The Federal Motor Carrier Safety Administration is responsible for establishing cargo securement rules in the United States. These rules correspond with the North American Cargo Securement Standard Model Regulations and reflect the industry's best practices.

Below are some important rules of cargo securement.

-- Cargo securement methods must be adequate to withstand the momentum from deceleration of .8 g forward, .5 g backward acceleration and .5 g lateral acceleration.

-- The vehicle's systems, structures, components and parts used in securing cargo must all work properly and not be weakened or damaged.

-- Each tiedown used must be secured and attached so that it cannot unfasten, open, loosen or become untethered while the vehicle is in motion.

-- Tiedowns subjected to cutting or abrasions must be protected at the edges where they meet the cargo.

-- When a trailer has rub rails, all parts of its cargo securement system (including tiedowns) must be inboard the rub rails when possible.

-- If a vehicle uses unmarked welded steel chains as tiedowns, their working load limit must be equal to the capacity of grade 30 proof coil.

-- Other unmarked tiedowns must have working load limits that are equal to the lowest rating of types recorded in the working load limits table.

-- Cargo with the potential to roll has to be restrained with wedges, cradles, chocks or other equivalent measures to prevent rolling.

-- None of the equipment used to prevent rolling must be able to become loose or unfastened while the vehicle is moving.
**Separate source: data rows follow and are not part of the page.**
//! Membership engine: team creation with member upsert.

use crate::db::pool::DbPool;
use crate::db::transaction::Transactor;
use crate::db::{self, teams, users};
use crate::error::{AppError, ConflictReason, Resource};
use crate::models::{NewTeamMember, Team};

#[derive(Debug, Clone)]
pub struct TeamService {
    pool: DbPool,
    transactor: Transactor,
}

impl TeamService {
    pub fn new(pool: DbPool, transactor: Transactor) -> Self {
        Self { pool, transactor }
    }

    /// Create a team and add or move `members` into it, all or nothing.
    ///
    /// Existing users get their name, team and active flag overwritten; new
    /// ids are created. Fails with `Conflict(CrossTeamActive)` when any member
    /// belongs to another team and still reviews an open pull request.
    ///
    /// # Returns
    /// The team with its stored roster, ordered by username.
    pub async fn create_team(
        &self,
        team_name: &str,
        members: Vec<NewTeamMember>,
    ) -> Result<Team, AppError> {
        let name = team_name.to_string();

        let team = self
            .transactor
            .within_transaction("create_team", move |conn| {
                Box::pin(async move {
                    if teams::exists(conn, &name).await? {
                        return Err(AppError::already_exists(Resource::Team, name));
                    }

                    let member_ids: Vec<String> =
                        members.iter().map(|m| m.user_id.clone()).collect();
                    let blocked = users::find_cross_team_active(conn, &member_ids, &name).await?;
                    if !blocked.is_empty() {
                        log::warn!(
                            "[team] Refusing to create '{}': {:?} review open pull requests elsewhere",
                            name,
                            blocked
                        );
                        return Err(AppError::conflict_with_detail(
                            ConflictReason::CrossTeamActive,
                            blocked.join(", "),
                        ));
                    }

                    teams::create(conn, &name, db::now()).await?;

                    for member in members {
                        let user = member.into_user(&name);
                        if users::exists(conn, &user.user_id).await? {
                            users::update(conn, &user).await?;
                        } else {
                            users::create(conn, &user).await?;
                        }
                    }

                    let members = users::get_by_team(conn, &name).await?;
                    Ok(Team { name, members })
                })
            })
            .await?;

        log::info!(
            "[team] Created team '{}' with {} members",
            team.name,
            team.members.len()
        );

        Ok(team)
    }

    /// Get a team with its members ordered by username.
    pub async fn get_team_with_members(&self, team_name: &str) -> Result<Team, AppError> {
        let mut conn = self.pool.acquire().await?;

        let record = teams::get_by_name(&mut conn, team_name).await?;
        let members = users::get_by_team(&mut conn, &record.name).await?;

        Ok(Team {
            name: record.name,
            members,
        })
    }
}
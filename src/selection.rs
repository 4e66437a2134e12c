//! Uniform reviewer selection.
//!
//! Candidates are drawn uniformly without replacement in Rust rather than
//! with the store's `ORDER BY RANDOM()`, so selection behaves the same on any
//! backend and can be driven by a seeded RNG in tests.

use rand::seq::SliceRandom;
use rand::Rng;

/// Pick up to `count` distinct items uniformly at random.
///
/// Returns every candidate (in random order) when fewer than `count` exist.
pub fn choose_uniform<T, R>(mut candidates: Vec<T>, count: usize, rng: &mut R) -> Vec<T>
where
    R: Rng + ?Sized,
{
    // A uniformly shuffled prefix is a uniform sample without replacement.
    candidates.shuffle(rng);
    candidates.truncate(count);
    candidates
}

/// [`choose_uniform`] with the thread-local RNG.
pub fn choose_reviewers<T>(candidates: Vec<T>, count: usize) -> Vec<T> {
    choose_uniform(candidates, count, &mut rand::thread_rng())
}
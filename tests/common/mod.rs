//! Shared fixtures for the integration tests.

#![allow(dead_code)]

use review_assign_lib::config::StoreConfig;
use review_assign_lib::db::pool::DbPool;
use review_assign_lib::db::{self, pull_requests};
use review_assign_lib::models::{NewPullRequest, NewTeamMember, PullRequest, Team};
use review_assign_lib::services::Services;
use tempfile::{tempdir, TempDir};

/// A fresh store in a temporary directory.
///
/// Keep the `TempDir` alive for the duration of the test.
pub async fn setup() -> (TempDir, DbPool, Services) {
    let dir = tempdir().unwrap();
    let config = StoreConfig::for_path(dir.path().join("review-assign.db"));
    let pool = db::initialize_with(&config).await.unwrap();
    let services = Services::new(pool.clone());
    (dir, pool, services)
}

/// Create `team_name` with `(user_id, username, is_active)` members.
pub async fn seed_team(services: &Services, team_name: &str, members: &[(&str, &str, bool)]) -> Team {
    let members = members
        .iter()
        .map(|(id, name, active)| NewTeamMember::new(*id, *name, *active))
        .collect();
    services.teams.create_team(team_name, members).await.unwrap()
}

/// Insert an open pull request with an exact reviewer list, bypassing
/// random selection.
pub async fn seed_pull_request(pool: &DbPool, id: &str, author_id: &str, reviewers: &[&str]) {
    let mut conn = pool.acquire().await.unwrap();
    let new_pr = NewPullRequest {
        pull_request_id: id.to_string(),
        pull_request_name: format!("Change {}", id),
        author_id: author_id.to_string(),
        created_at: db::now(),
    };
    let reviewers: Vec<String> = reviewers.iter().map(|r| r.to_string()).collect();
    pull_requests::create_with_reviewers(&mut conn, &new_pr, &reviewers)
        .await
        .unwrap();
}

/// Reviewers of `id` as stored, sorted.
pub async fn stored_reviewers(pool: &DbPool, id: &str) -> Vec<String> {
    sqlx::query_scalar(
        "SELECT reviewer_id FROM pull_request_reviewers WHERE pull_request_id = ? ORDER BY reviewer_id",
    )
    .bind(id)
    .fetch_all(pool)
    .await
    .unwrap()
}

pub async fn count_rows(pool: &DbPool, table: &str) -> i64 {
    sqlx::query_scalar(&format!("SELECT COUNT(*) FROM {}", table))
        .fetch_one(pool)
        .await
        .unwrap()
}

pub fn sorted_reviewers(pr: &PullRequest) -> Vec<String> {
    let mut reviewers = pr.assigned_reviewers.clone();
    reviewers.sort();
    reviewers
}
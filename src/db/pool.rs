//! SQLite connection pool with WAL mode.
//!
//! Provides a thread-safe connection pool for SQLite with Write-Ahead Logging (WAL)
//! enabled so readers proceed while a transaction holds the write lock.

use crate::config::StoreConfig;
use sqlx::sqlite::{SqliteConnectOptions, SqliteJournalMode, SqlitePoolOptions, SqliteSynchronous};
use sqlx::{Pool, Sqlite};
use std::str::FromStr;
use std::time::Duration;

/// Type alias for the SQLite connection pool.
pub type DbPool = Pool<Sqlite>;

/// Create a new connection pool with WAL mode enabled.
///
/// # Arguments
/// * `config` - Store settings (path, pool bounds, timeouts)
///
/// # Returns
/// A connection pool ready for use
pub async fn create_pool(config: &StoreConfig) -> Result<DbPool, sqlx::Error> {
    let db_url = format!("sqlite:{}", config.db_path.display());

    let connect_options = SqliteConnectOptions::from_str(&db_url)?
        // Create the database file if it doesn't exist
        .create_if_missing(true)
        .journal_mode(SqliteJournalMode::Wal)
        .synchronous(SqliteSynchronous::Normal)
        // Reviewer links and authors reference users
        .foreign_keys(true)
        // Competing BEGIN IMMEDIATE transactions wait this long for the write lock
        .busy_timeout(Duration::from_secs(config.busy_timeout_secs))
        .pragma("wal_autocheckpoint", "1000");

    let pool = SqlitePoolOptions::new()
        .max_connections(config.max_connections)
        .min_connections(config.min_connections)
        .acquire_timeout(Duration::from_secs(config.acquire_timeout_secs))
        .connect_with(connect_options)
        .await?;

    let mode: (String,) = sqlx::query_as("PRAGMA journal_mode")
        .fetch_one(&pool)
        .await?;

    debug_assert!(
        mode.0.to_lowercase() == "wal",
        "WAL mode should be enabled, got: {}",
        mode.0
    );

    log::debug!(
        "[db] Pool ready at {} (max {} connections)",
        config.db_path.display(),
        config.max_connections
    );

    Ok(pool)
}
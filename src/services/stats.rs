//! Reviewer assignment statistics.

use crate::db::pool::DbPool;
use crate::db::pull_requests;
use crate::error::AppError;
use serde::{Deserialize, Serialize};

/// How many pull requests a user is assigned to review.
#[derive(Debug, Clone, PartialEq, Eq, Serialize, Deserialize)]
pub struct UserAssignmentStat {
    pub user_id: String,
    pub assigned_prs: i64,
}

/// Reviewer roster size of one pull request.
#[derive(Debug, Clone, PartialEq, Eq, Serialize, Deserialize)]
pub struct PullRequestReviewerStat {
    pub pull_request_id: String,
    pub reviewer_count: usize,
    pub reviewers: Vec<String>,
}

#[derive(Debug, Clone)]
pub struct StatsService {
    pool: DbPool,
}

impl StatsService {
    pub fn new(pool: DbPool) -> Self {
        Self { pool }
    }

    /// Assignment counts over all pull requests, sorted by user id.
    ///
    /// Users without any assignment are not listed.
    pub async fn user_assignment_stats(&self) -> Result<Vec<UserAssignmentStat>, AppError> {
        let mut conn = self.pool.acquire().await?;
        let counts = pull_requests::count_by_reviewer(&mut conn).await?;

        Ok(counts
            .into_iter()
            .map(|(user_id, assigned_prs)| UserAssignmentStat {
                user_id,
                assigned_prs,
            })
            .collect())
    }

    /// Reviewers of every pull request, sorted by pull request id.
    pub async fn pull_request_reviewer_stats(
        &self,
    ) -> Result<Vec<PullRequestReviewerStat>, AppError> {
        let mut conn = self.pool.acquire().await?;
        let all = pull_requests::get_all(&mut conn).await?;

        Ok(all
            .into_iter()
            .map(|pr| PullRequestReviewerStat {
                pull_request_id: pr.pull_request_id,
                reviewer_count: pr.assigned_reviewers.len(),
                reviewers: pr.assigned_reviewers,
            })
            .collect())
    }
}
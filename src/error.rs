//! Application error types.
//!
//! These errors are serializable so that a transport layer can hand them to
//! its clients unchanged. Storage-specific failures never leak through them:
//! the store gateway maps constraint violations to the domain variants and
//! everything else becomes [`AppError::Internal`].

use serde::Serialize;
use std::fmt;
use thiserror::Error;

/// Entity kinds referenced by `NotFound` and `AlreadyExists`.
#[derive(Debug, Clone, Copy, PartialEq, Eq, Serialize)]
#[serde(rename_all = "snake_case")]
pub enum Resource {
    User,
    Team,
    PullRequest,
}

impl fmt::Display for Resource {
    fn fmt(&self, f: &mut fmt::Formatter<'_>) -> fmt::Result {
        match self {
            Self::User => write!(f, "user"),
            Self::Team => write!(f, "team"),
            Self::PullRequest => write!(f, "pull request"),
        }
    }
}

/// Why a state-changing operation was refused.
#[derive(Debug, Clone, Copy, PartialEq, Eq, Serialize)]
#[serde(rename_all = "snake_case")]
pub enum ConflictReason {
    /// The pull request is already merged.
    Merged,
    /// The user is not a reviewer of the pull request.
    NotAssigned,
    /// No active team member is left to take the review.
    NoCandidate,
    /// A member still reviews an open pull request of another team.
    CrossTeamActive,
}

impl fmt::Display for ConflictReason {
    fn fmt(&self, f: &mut fmt::Formatter<'_>) -> fmt::Result {
        match self {
            Self::Merged => write!(f, "pull request is merged"),
            Self::NotAssigned => write!(f, "reviewer not assigned"),
            Self::NoCandidate => write!(f, "no reviewer candidate available"),
            Self::CrossTeamActive => {
                write!(f, "user has active pull request assignments in another team")
            }
        }
    }
}

/// Application-level errors returned by every service and command.
///
/// All variants serialize to a structured JSON object.
#[derive(Debug, Error, Serialize)]
#[serde(tag = "type", content = "details")]
pub enum AppError {
    /// Requested entity does not exist.
    #[error("Not found: {resource} {id}")]
    NotFound { resource: Resource, id: String },

    /// Entity with the same identifier already exists.
    #[error("Already exists: {resource} {id}")]
    AlreadyExists { resource: Resource, id: String },

    /// Operation refused because of the current assignment state.
    #[error("Conflict: {reason}")]
    Conflict {
        reason: ConflictReason,
        #[serde(skip_serializing_if = "Option::is_none")]
        detail: Option<String>,
    },

    /// Invalid input provided.
    #[error("Invalid input: {message}")]
    InvalidInput {
        message: String,
        #[serde(skip_serializing_if = "Option::is_none")]
        field: Option<String>,
    },

    /// Caller identity lacks the required role.
    #[error("Unauthorized: {message}")]
    Unauthorized { message: String },

    /// Unexpected store failure or commit failure.
    #[error("Internal error: {message}")]
    Internal {
        message: String,
        #[serde(skip_serializing_if = "Option::is_none")]
        operation: Option<String>,
    },
}

impl AppError {
    /// Create a not found error.
    pub fn not_found(resource: Resource, id: impl Into<String>) -> Self {
        Self::NotFound {
            resource,
            id: id.into(),
        }
    }

    /// Create an already exists error.
    pub fn already_exists(resource: Resource, id: impl Into<String>) -> Self {
        Self::AlreadyExists {
            resource,
            id: id.into(),
        }
    }

    /// Create a conflict error.
    pub fn conflict(reason: ConflictReason) -> Self {
        Self::Conflict {
            reason,
            detail: None,
        }
    }

    /// Create a conflict error with extra detail (e.g. the offending ids).
    pub fn conflict_with_detail(reason: ConflictReason, detail: impl Into<String>) -> Self {
        Self::Conflict {
            reason,
            detail: Some(detail.into()),
        }
    }

    /// Create an invalid input error with field name.
    pub fn invalid_input_field(message: impl Into<String>, field: impl Into<String>) -> Self {
        Self::InvalidInput {
            message: message.into(),
            field: Some(field.into()),
        }
    }

    /// Create an unauthorized error.
    pub fn unauthorized(message: impl Into<String>) -> Self {
        Self::Unauthorized {
            message: message.into(),
        }
    }

    /// Create an internal error.
    pub fn internal(message: impl Into<String>) -> Self {
        Self::Internal {
            message: message.into(),
            operation: None,
        }
    }

    /// Create an internal error with operation context.
    pub fn internal_with_op(message: impl Into<String>, operation: impl Into<String>) -> Self {
        Self::Internal {
            message: message.into(),
            operation: Some(operation.into()),
        }
    }

    /// The conflict reason, if this is a conflict.
    pub fn conflict_reason(&self) -> Option<ConflictReason> {
        match self {
            Self::Conflict { reason, .. } => Some(*reason),
            _ => None,
        }
    }

    /// Check if this is a not found error for the given resource.
    pub fn is_not_found(&self, expected: Resource) -> bool {
        matches!(self, Self::NotFound { resource, .. } if *resource == expected)
    }

    /// Check if this is an already exists error for the given resource.
    pub fn is_already_exists(&self, expected: Resource) -> bool {
        matches!(self, Self::AlreadyExists { resource, .. } if *resource == expected)
    }
}

// Conversions from common error types

impl From<sqlx::Error> for AppError {
    fn from(err: sqlx::Error) -> Self {
        log::error!("[db] Unclassified store error: {}", err);
        Self::internal("store operation failed")
    }
}

impl From<serde_json::Error> for AppError {
    fn from(err: serde_json::Error) -> Self {
        Self::internal(format!("JSON error: {}", err))
    }
}

impl From<crate::db::DbError> for AppError {
    fn from(err: crate::db::DbError) -> Self {
        log::error!("[db] {}", err);
        Self::internal_with_op("database initialization failed", "initialize")
    }
}
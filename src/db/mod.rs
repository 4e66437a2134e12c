//! Store gateway over a local SQLite database.
//!
//! This module handles:
//! - Connection pool management with WAL mode
//! - Schema migrations
//! - The transaction coordinator
//! - Per-entity queries for users, teams and pull requests
//!
//! Every query function takes `&mut SqliteConnection`, so the same gateway
//! call works on a pooled connection or inside an open transaction.

pub mod constraint;
pub mod pool;
pub mod pull_requests;
pub mod teams;
pub mod transaction;
pub mod users;

use crate::config::StoreConfig;
use std::path::Path;
use thiserror::Error;

/// Database initialization errors.
#[derive(Debug, Error)]
pub enum DbError {
    #[error("SQLite error: {0}")]
    Sqlite(#[from] sqlx::Error),

    #[error("Migration error: {0}")]
    Migration(String),
}

/// Migrations in application order.
const MIGRATIONS: &[(&str, &str)] = &[(
    "0001_initial_schema",
    include_str!("migrations/0001_initial_schema.sql"),
)];

/// Current time as Unix seconds, the timestamp unit of every stored row.
pub fn now() -> i64 {
    chrono::Utc::now().timestamp()
}

/// Initialize the database at `db_path` with default pool settings.
pub async fn initialize(db_path: &Path) -> Result<pool::DbPool, DbError> {
    initialize_with(&StoreConfig::for_path(db_path)).await
}

/// Initialize the database: create the file if needed and run migrations.
///
/// # Returns
/// A connection pool configured with WAL mode
pub async fn initialize_with(config: &StoreConfig) -> Result<pool::DbPool, DbError> {
    if let Some(parent) = config.db_path.parent() {
        if !parent.as_os_str().is_empty() {
            std::fs::create_dir_all(parent).map_err(|e| {
                DbError::Migration(format!("Failed to create database directory: {}", e))
            })?;
        }
    }

    let pool = pool::create_pool(config).await?;
    run_migrations(&pool).await?;

    Ok(pool)
}

/// Run all pending database migrations.
async fn run_migrations(pool: &pool::DbPool) -> Result<(), DbError> {
    let mut conn = pool.acquire().await?;

    sqlx::query(
        r#"
        CREATE TABLE IF NOT EXISTS _migrations (
            id INTEGER PRIMARY KEY AUTOINCREMENT,
            name TEXT NOT NULL UNIQUE,
            applied_at INTEGER NOT NULL DEFAULT (strftime('%s', 'now'))
        )
        "#,
    )
    .execute(&mut *conn)
    .await?;

    for &(name, migration_sql) in MIGRATIONS {
        let applied: Option<(i64,)> = sqlx::query_as("SELECT id FROM _migrations WHERE name = ?")
            .bind(name)
            .fetch_optional(&mut *conn)
            .await?;

        if applied.is_some() {
            continue;
        }

        log::info!("[db] Applying migration {}", name);

        for statement in parse_sql_statements(migration_sql) {
            sqlx::query(&statement)
                .execute(&mut *conn)
                .await
                .map_err(|e| DbError::Migration(format!("{}: {}", name, e)))?;
        }

        sqlx::query("INSERT INTO _migrations (name) VALUES (?)")
            .bind(name)
            .execute(&mut *conn)
            .await?;
    }

    Ok(())
}

/// Split a migration file into statements.
///
/// Skips `--` comments and ignores semicolons nested inside parentheses.
fn parse_sql_statements(sql: &str) -> Vec<String> {
    let mut statements = Vec::new();
    let mut current_statement = String::new();
    let mut paren_depth: i32 = 0;

    for line in sql.lines() {
        if line.trim().starts_with("--") {
            continue;
        }

        let code = match line.find("--") {
            Some(idx) => &line[..idx],
            None => line,
        };

        for ch in code.chars() {
            match ch {
                '(' => {
                    paren_depth += 1;
                    current_statement.push(ch);
                }
                ')' => {
                    paren_depth = paren_depth.saturating_sub(1);
                    current_statement.push(ch);
                }
                ';' if paren_depth == 0 => {
                    let stmt = current_statement.trim().to_string();
                    if !stmt.is_empty() {
                        statements.push(stmt);
                    }
                    current_statement.clear();
                }
                _ => current_statement.push(ch),
            }
        }

        if !current_statement.is_empty() {
            current_statement.push(' ');
        }
    }

    let final_stmt = current_statement.trim().to_string();
    if !final_stmt.is_empty() {
        statements.push(final_stmt);
    }

    statements
}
-- Separate pieces of cargo laid side by side must be secured with transverse tiedowns that are in direct contact and unable to shift.

-- All cargo has to be completely secured and immobilized with dunnage or dunnage bags or other adequately strong materials like tiedowns or shoring bars.

One can only image the dangers posed by loose cargo on the road. If you were injured by a loosened cargo load, you can file a claim for damages against the trucking company's insurance carrier.